Guideline-Based Recommendations

Diagnosis

  • Confirm vaginal stump recurrence histopathologically after cervical cancer surgery.
  • Use transrectal ultrasound to assess tumor size, location, and relation to adjacent organs prior to ISBT.

Management

  • Perform interstitial brachytherapy with multiple needle insertions targeting the recurrent tumor.
  • Utilize real-time TRUS guidance during needle insertion to optimize placement and minimize complications.
  • Administer general intravenous anesthesia and maintain aseptic technique during the procedure.

Monitoring & Follow-up

  • Continuously monitor needle position, depth, and angle intraoperatively using TRUS.
  • Assess spatial relationships of tumor with bladder, rectum, and sigmoid colon to avoid radiation injury.
  • Perform imaging follow-up post-treatment to evaluate tumor response.

Risks

  • Potential for needle perforation of vaginal stump and adjacent organs without image guidance.
  • Risk of hemorrhage and compromised therapeutic efficacy from improper needle placement.
  • Long-term urinary, gastrointestinal, and sexual dysfunction associated with pelvic radiotherapy.

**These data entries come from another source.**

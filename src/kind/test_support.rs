//! A loader that behaves like Vosk's without any native code.
//!
//! A directory is a valid fake model when it contains `am/final.mdl`. An
//! empty path makes the loader panic, standing in for a loader that throws.

use std::{
    cell::Cell,
    ffi::c_char,
    fs,
    path::{Path, PathBuf},
};

use tempfile::TempDir;

use crate::boundary;

use super::ModelKind;

thread_local! {
    static RELEASED: Cell<usize> = const { Cell::new(0) };
}

/// Number of fake models released on the current thread.
pub(crate) fn released() -> usize {
    RELEASED.get()
}

#[derive(Debug)]
pub(crate) struct FakeModel {
    pub(crate) root: PathBuf,
}

impl FakeModel {
    fn load(path: &Path) -> Result<Self, String> {
        assert!(!path.as_os_str().is_empty(), "model path is empty");

        let weights = path.join("am/final.mdl");
        if !weights.is_file() {
            return Err(format!("missing {}", weights.display()));
        }
        Ok(Self {
            root: path.to_path_buf(),
        })
    }
}

/// Fake kind backed by [`boundary::new_or_null`].
#[derive(Debug)]
pub(crate) struct Fake;

// SAFETY: `boundary::new_or_null` never unwinds and returns a `Box` pointer
// that `free` reclaims; `FakeModel` is `Send + Sync`.
unsafe impl ModelKind for Fake {
    type Raw = FakeModel;

    const NAME: &'static str = "fake model";

    unsafe fn new_or_null(path: *const c_char) -> *mut Self::Raw {
        unsafe { boundary::new_or_null(path, FakeModel::load) }
    }

    unsafe fn free(raw: *mut Self::Raw) {
        drop(unsafe { Box::from_raw(raw) });
        RELEASED.set(RELEASED.get() + 1);
    }

    fn last_error() -> Option<String> {
        boundary::last_error()
    }
}

/// Creates a temporary directory laid out as a valid fake model.
pub(crate) fn model_dir() -> TempDir {
    let dir = tempfile::tempdir().unwrap();
    fs::create_dir(dir.path().join("am")).unwrap();
    fs::write(dir.path().join("am/final.mdl"), b"weights").unwrap();
    dir
}

/// Creates a temporary directory that is not a model.
pub(crate) fn malformed_dir() -> TempDir {
    let dir = tempfile::tempdir().unwrap();
    fs::write(dir.path().join("README"), b"not a model").unwrap();
    dir
}
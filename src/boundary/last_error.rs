use std::cell::RefCell;

thread_local! {
    static LAST_ERROR: RefCell<Option<String>> = const { RefCell::new(None) };
}

pub(super) fn clear() {
    LAST_ERROR.with_borrow_mut(|slot| *slot = None);
}

pub(super) fn record(message: impl Into<String>) {
    let message = message.into();
    LAST_ERROR.with_borrow_mut(|slot| *slot = Some(message));
}

/// Returns the diagnostic left by the most recent failed call on this thread.
///
/// Every call to [`new_or_null`](super::new_or_null) clears the slot first,
/// so a successful call leaves `None` behind.
pub fn last_error() -> Option<String> {
    LAST_ERROR.with_borrow(Clone::clone)
}

#[cfg(test)]
mod tests {
    use super::*;

    #[test]
    fn record_then_clear() {
        record("boom");
        assert_eq!(last_error().as_deref(), Some("boom"));
        clear();
        assert_eq!(last_error(), None);
    }

    #[test]
    fn slots_are_per_thread() {
        record("main thread failure");
        let other = std::thread::spawn(last_error).join().unwrap();
        assert_eq!(other, None);
        assert_eq!(last_error().as_deref(), Some("main thread failure"));
    }
}
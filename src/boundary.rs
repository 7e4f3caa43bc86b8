//! Null-on-failure construction for loaders called across a C boundary.
//!
//! [`new_or_null`] runs a loader against a C path and hands back either an
//! owning pointer or null. Every failure the loader can signal, whether an
//! `Err` value or a panic, is absorbed here and never reaches the caller. The
//! only trace a failure leaves is a per-thread message readable through
//! [`last_error`].
//!
//! This is the Rust counterpart of the C++ adapter compiled by the build
//! script, which does the same for loaders that throw.

mod last_error;

use std::{
    any::Any,
    ffi::{CStr, c_char},
    fmt::Display,
    panic::{self, AssertUnwindSafe},
    path::Path,
    ptr,
};

pub use last_error::last_error;

/// Loads a value from the path behind `path` and returns an owning pointer,
/// or null if anything went wrong.
///
/// The returned pointer comes from [`Box::into_raw`]; release it with
/// [`Box::from_raw`]. Ownership passes to the caller and nothing is retained
/// here.
///
/// Null is returned when `path` is null, when the path is not representable
/// on this platform, when `load` returns `Err`, or when `load` panics. The
/// thread's [`last_error`] is cleared on entry and describes the failure on
/// exit. Panics are only caught when the crate is built with
/// `panic = "unwind"`.
///
/// # Safety
///
/// `path` must be null or point to a NUL-terminated string that stays valid
/// for the duration of the call.
pub unsafe fn new_or_null<T, E, F>(path: *const c_char, load: F) -> *mut T
where
    E: Display,
    F: FnOnce(&Path) -> Result<T, E>,
{
    last_error::clear();

    if path.is_null() {
        last_error::record("model path is null");
        return ptr::null_mut();
    }

    // SAFETY: non-null and NUL-terminated per the caller's contract.
    let path = unsafe { CStr::from_ptr(path) };
    let path = match to_path(path) {
        Some(path) => path,
        None => {
            last_error::record("model path is not valid UTF-8");
            return ptr::null_mut();
        }
    };

    // The error is formatted under the guard too; `Display` impls can panic.
    match panic::catch_unwind(AssertUnwindSafe(|| load(path).map_err(|e| e.to_string()))) {
        Ok(Ok(value)) => Box::into_raw(Box::new(value)),
        Ok(Err(message)) => {
            last_error::record(message);
            ptr::null_mut()
        }
        Err(payload) => {
            last_error::record(panic_message(payload.as_ref()));
            ptr::null_mut()
        }
    }
}

#[cfg(unix)]
fn to_path(path: &CStr) -> Option<&Path> {
    use std::{ffi::OsStr, os::unix::ffi::OsStrExt};

    Some(Path::new(OsStr::from_bytes(path.to_bytes())))
}

#[cfg(not(unix))]
fn to_path(path: &CStr) -> Option<&Path> {
    path.to_str().ok().map(Path::new)
}

fn panic_message(payload: &(dyn Any + Send)) -> String {
    if let Some(message) = payload.downcast_ref::<&str>() {
        (*message).to_string()
    } else if let Some(message) = payload.downcast_ref::<String>() {
        message.clone()
    } else {
        "loader panicked".to_string()
    }
}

Patient & Prescribing Data

Female patients aged 42–75 years with histologically confirmed vaginal stump recurrence post-hysterectomy for cervical cancer

TRUS-guided ISBT allows tailored needle number, insertion sites, and depths based on real-time imaging, enhancing treatment precision and safety.

Clinical Best Practices

  • Adopt TRUS guidance routinely for ISBT in vaginal stump recurrence to improve needle placement accuracy.
  • Ensure procedures are performed by experienced radiation oncologists skilled in gynecologic brachytherapy and TRUS imaging.
  • Preoperatively evaluate pelvic anatomy alterations and adhesions to plan needle trajectories carefully.
  • Use TRUS to continuously monitor needle advancement and adjust in real time to prevent organ injury.
  • Maintain strict aseptic technique and patient anesthesia protocols to optimize procedural safety and comfort.